When a line below holds the string "CorrectHorseBatteryStaple", show that line.

═════ AVAILABLE DATA ═════

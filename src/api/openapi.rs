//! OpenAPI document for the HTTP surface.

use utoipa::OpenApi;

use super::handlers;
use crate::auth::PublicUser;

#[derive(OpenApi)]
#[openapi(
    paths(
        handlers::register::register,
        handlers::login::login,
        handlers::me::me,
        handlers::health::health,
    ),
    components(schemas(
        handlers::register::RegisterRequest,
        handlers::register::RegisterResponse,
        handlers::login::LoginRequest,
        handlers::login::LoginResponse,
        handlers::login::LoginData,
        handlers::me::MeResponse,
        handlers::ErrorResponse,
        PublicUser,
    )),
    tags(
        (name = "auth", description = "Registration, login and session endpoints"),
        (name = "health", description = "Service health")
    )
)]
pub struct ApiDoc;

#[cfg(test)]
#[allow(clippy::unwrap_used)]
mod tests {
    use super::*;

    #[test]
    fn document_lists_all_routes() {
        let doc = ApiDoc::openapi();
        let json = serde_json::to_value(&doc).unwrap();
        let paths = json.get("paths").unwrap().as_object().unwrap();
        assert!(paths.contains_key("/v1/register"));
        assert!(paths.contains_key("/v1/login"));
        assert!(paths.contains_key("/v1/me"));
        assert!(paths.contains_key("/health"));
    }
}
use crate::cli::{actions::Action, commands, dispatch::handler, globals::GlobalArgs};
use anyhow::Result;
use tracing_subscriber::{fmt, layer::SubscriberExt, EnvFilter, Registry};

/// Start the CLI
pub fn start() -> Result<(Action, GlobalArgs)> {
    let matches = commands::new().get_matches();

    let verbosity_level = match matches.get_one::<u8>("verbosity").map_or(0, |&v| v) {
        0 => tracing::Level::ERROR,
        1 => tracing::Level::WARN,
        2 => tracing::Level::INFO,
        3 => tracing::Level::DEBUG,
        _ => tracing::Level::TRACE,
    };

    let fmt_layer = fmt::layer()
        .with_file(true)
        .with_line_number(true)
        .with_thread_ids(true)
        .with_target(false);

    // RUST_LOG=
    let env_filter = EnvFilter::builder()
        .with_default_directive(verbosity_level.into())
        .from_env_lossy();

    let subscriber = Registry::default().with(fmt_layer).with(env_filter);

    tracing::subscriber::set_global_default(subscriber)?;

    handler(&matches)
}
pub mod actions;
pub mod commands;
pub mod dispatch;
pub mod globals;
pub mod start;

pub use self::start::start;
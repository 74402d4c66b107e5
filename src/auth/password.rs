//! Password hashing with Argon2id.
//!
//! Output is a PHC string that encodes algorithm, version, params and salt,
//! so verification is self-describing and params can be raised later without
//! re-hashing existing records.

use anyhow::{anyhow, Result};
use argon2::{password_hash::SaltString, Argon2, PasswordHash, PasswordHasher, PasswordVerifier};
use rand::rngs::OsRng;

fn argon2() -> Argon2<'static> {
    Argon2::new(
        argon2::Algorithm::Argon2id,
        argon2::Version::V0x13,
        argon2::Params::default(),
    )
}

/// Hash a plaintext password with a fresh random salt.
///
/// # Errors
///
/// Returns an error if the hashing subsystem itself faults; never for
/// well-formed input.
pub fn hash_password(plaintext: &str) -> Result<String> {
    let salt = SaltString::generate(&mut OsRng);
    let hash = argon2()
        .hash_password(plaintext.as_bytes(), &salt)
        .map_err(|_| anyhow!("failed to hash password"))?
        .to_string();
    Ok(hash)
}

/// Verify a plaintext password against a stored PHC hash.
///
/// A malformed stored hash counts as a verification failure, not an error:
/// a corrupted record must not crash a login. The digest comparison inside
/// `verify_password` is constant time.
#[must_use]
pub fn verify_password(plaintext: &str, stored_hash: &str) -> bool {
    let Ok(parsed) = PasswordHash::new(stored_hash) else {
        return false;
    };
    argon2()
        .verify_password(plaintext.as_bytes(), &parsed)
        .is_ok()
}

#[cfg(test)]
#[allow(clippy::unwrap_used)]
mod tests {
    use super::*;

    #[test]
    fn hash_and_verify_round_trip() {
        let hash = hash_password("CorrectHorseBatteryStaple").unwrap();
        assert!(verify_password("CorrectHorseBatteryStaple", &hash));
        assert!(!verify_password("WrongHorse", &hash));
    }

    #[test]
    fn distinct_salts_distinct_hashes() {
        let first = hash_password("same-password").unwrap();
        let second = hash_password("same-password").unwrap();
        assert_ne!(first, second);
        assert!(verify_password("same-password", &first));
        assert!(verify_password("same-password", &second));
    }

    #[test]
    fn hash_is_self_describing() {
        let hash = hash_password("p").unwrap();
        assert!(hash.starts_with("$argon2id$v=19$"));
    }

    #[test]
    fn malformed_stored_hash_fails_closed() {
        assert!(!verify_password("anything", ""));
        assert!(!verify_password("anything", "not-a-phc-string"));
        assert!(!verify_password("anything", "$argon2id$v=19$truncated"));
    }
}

═════

- **RESPONSE BOX**:
        let hash = hash_password("CorrectHorseBatteryStaple").unwrap();
        assert!(verify_password("CorrectHorseBatteryStaple", &hash));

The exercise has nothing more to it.